I know, I know. It’s been a while. I’ve been reading around, I guess, is the best way to put it. I haven’t really been able to settle on a book. Right after I finished Across the River and into the Trees, Dan Brown‘s new book, Inferno, came out, and I immediately started reading it. I’m a Dante junkie, so I couldn’t really help myself… (Wait. This needs to be its own post. Moving on.)
Anyway, Jacob has been trying to get me to read Kelly Link‘s story collection, Pretty Monsters for, what?, a couple of years now. I’m generally not into short stories, but I’m glad I finally picked up this set. I really enjoyed it.
I think my favorite story is “The Wizards of Perfil,” about a kid who gets sold into a wizard’s service – and her cousin. And wizards, and things. The plots of some of these stories are hard to explain. There’s also “The Faery Handbag,” about a mysterious handbag that one can jump into and come out of many years later. Oh! And “Magic for Beginners,” which involves a TV show called The Library that sounds fascinating – and a phone booth and things. “The Constable of Abal,” too, where a woman and her daughter carry small ghosts around, tethered with ribbons.

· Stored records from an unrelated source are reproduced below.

#[tokio::test]
async fn benchmark_spatial_index_performance() {
    println!("\n=== R-Tree Performance Benchmark ===");

    let mut spatial_index = RegionRTree::new(
        Vec3::new(0.0, 0.0, 0.0),
        Vec3::new(1000.0, 1000.0, 0.0)
    );

    let object_counts = [100, 500, 1000, 2000];

    for &count in &object_counts {
        spatial_index.clear();

        // Insert objects
        let insert_start = Instant::now();
        for i in 0..count {
            let player_id = PlayerId::new();
            let x = (i % 100) as f64 * 10.0;
            let y = (i / 100) as f64 * 10.0;
            let position = crate::types::Position::new(x, y, 0.0);
            spatial_index.insert_player(player_id, position);
        }
        let insert_duration = insert_start.elapsed();

        // Query objects
        let query_start = Instant::now();
        let _results = spatial_index.query_radius(
            crate::types::Position::new(500.0, 500.0, 0.0),
            100.0
        );
        let query_duration = query_start.elapsed();

        let stats = spatial_index.get_stats();

        println!("Objects: {:4} | Insert: {:6.3}ms | Query: {:6.3}ms | Depth: {} | Nodes: {}",
                 count,
                 insert_duration.as_secs_f64() * 1000.0,
                 query_duration.as_secs_f64() * 1000.0,
                 stats.current_depth,
                 stats.leaf_nodes + stats.internal_nodes);
    }
}

#[tokio::test]
async fn stress_test_concurrent_zone_events() {
    println!("\n=== Concurrent Zone Events Stress Test ===");

    let gorc_manager = Arc::new(GorcInstanceManager::new());

    // Create many objects
    let object_count = 100;
    for i in 0..object_count {
        let position = Vec3::new((i as f64) * 20.0, 0.0, 0.0);
        let test_object = PerfTestObject::new(position, format!("stress_obj_{}", i), 1);
        gorc_manager.register_object(test_object, position).await;
    }

    // Create many players
    let player_count = 50;
    let mut player_ids = Vec::new();
    for i in 0..player_count {
        let player_id = PlayerId::new();
        let position = Vec3::new(0.0, (i as f64) * 15.0, 0.0);
        gorc_manager.add_player(player_id, position).await;
        player_ids.push(player_id);
    }

    // Stress test: move all players simultaneously
    let start = Instant::now();
    let mut handles = Vec::new();

    for (i, player_id) in player_ids.into_iter().enumerate() {
        let manager = gorc_manager.clone();
        let handle = tokio::spawn(async move {
            let new_position = Vec3::new(1000.0 + (i as f64) * 10.0, 500.0, 0.0);
            manager.update_player_position(player_id, new_position).await
        });
        handles.push(handle);
    }

    // Wait for all movements to complete
    let mut total_events = 0;
    for handle in handles {
        let (entries, exits) = handle.await.unwrap();
        total_events += entries.len() + exits.len();
    }

    let duration = start.elapsed();
    let throughput = total_events as f64 / duration.as_secs_f64();

    println!("Concurrent players: {}", player_count);
    println!("Total zone events: {}", total_events);
    println!("Concurrent throughput: {:.0} events/sec", throughput);
    println!("Processing time: {:.3}ms", duration.as_secs_f64() * 1000.0);

    // Should handle concurrent operations efficiently
    assert!(duration.as_millis() < 1000, "Concurrent operations should complete within 1 second");
}

/// Test object with configurable zone size for large zone testing
#[derive(Debug, Clone)]
struct LargeZoneTestObject {
    position: Vec3,
    zone_radius: f64,
}

impl LargeZoneTestObject {
    fn new(position: Vec3, zone_radius: f64) -> Self {
        Self { position, zone_radius }
    }
}

impl GorcObject for LargeZoneTestObject {
    fn type_name(&self) -> &str {
        "LargeZoneTestObject"
    }

    fn position(&self) -> Vec3 {
        self.position
    }

    fn get_priority(&self, _observer_pos: Vec3) -> crate::gorc::channels::ReplicationPriority {
        crate::gorc::channels::ReplicationPriority::Low
    }

    fn serialize_for_layer(&self, _layer: &ReplicationLayer) -> Result<Vec<u8>, Box<dyn std::error::Error>> {
        Ok(vec![])
    }

    fn get_layers(&self) -> Vec<ReplicationLayer> {
        vec![
            ReplicationLayer::new(0, self.zone_radius, 10.0, vec!["position".to_string()], CompressionType::Delta),
        ]
    }

    fn update_position(&mut self, new_position: Vec3) {
        self.position = new_position;
    }

    fn as_any(&self) -> &dyn Any {
        self
    }

    fn as_any_mut(&mut self) -> &mut dyn Any {
        self
    }

    fn clone_object(&self) -> Box<dyn GorcObject> {
        Box::new(self.clone())
    }
}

These stories are so good. It’s really hard to choose a favorite. An Amazon reviewer put my major criticism (and the reason I gave Pretty Monsters four stars on Goodreads) well:
Most of the stories were written well and for most part, I enjoyed them. Then they would abruptly end and I would be thinking… what the heck? With most of the short stories she spent a long time describing to us what was going on, getting to know the characters, etc and then it would just end.
(My first instinct was to end this post there, but I can’t help but note that I was intentionally ending it that way… Frustrating.)
So since I so unsuccessfully tried to end this post like Kelly Link seems to like to end her stories, I’ll add this: Pretty Monsters is a great short story collection, and I think the endings just might be part and parcel of short-story writing, or else they’d all turn into novels. Which might be why I tend to read novels instead of stories and plan to continue doing so. That said, Kelly Link is definitely worth a read.